Peering into neutron stars Rays, relativity, and rapid inference

Neutron stars, the ultradense compact remnants of supernova explosions, serve as natural laboratories for exploring fundamental physics, particularly the behaviour of matter and fundamental forces under extreme densities. A key challenge in astrophysics is understanding the internal structure of these compact objects, which dictates their Equation of State (EoS), a relation between their internal pressure and density. The EoS directly governs the macroscopic observables, mass and radius, of a neutron star. This thesis focuses on utilising pulse profile modelling, a technique that exploits relativistic effects on X-rays emitted from the hot magnetic polar caps on the surface of rapidly rotating neutron stars (i.e., pulsars) to precisely measure their properties, including their masses and radii. Specifically, the research develops a robust, open-source software framework for neutron star X-ray pulse profile modelling, incorporating advances in computational methods and astrophysical theory.
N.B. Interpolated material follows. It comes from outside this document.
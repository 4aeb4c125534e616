// Upload/relay layer: takes the PDFs from the caller, hands them to the
// document service one step at a time and returns normalized results.

pub mod handlers;
pub mod upload;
The software framework, X-PSI, employs relativistic ray tracing to develop neutron star models capable of accurately simulating observed pulse profiles, enabling Bayesian inference of stellar parameters. We then proceed to apply this framework to state-of-the-art data of the millisecond pulsar PSR J0437–4715 from NASA's Neutron Star Interior Composition Explorer (NICER) mission, leading to one of the most precise mass and radius measurements to date. In light of the heavy computational load incurred by such analyses and the anticipated improvements in methodology and data quality, we also explore the possibility of accelerating inference via simulation-based inference techniques and lay the foundations for further research.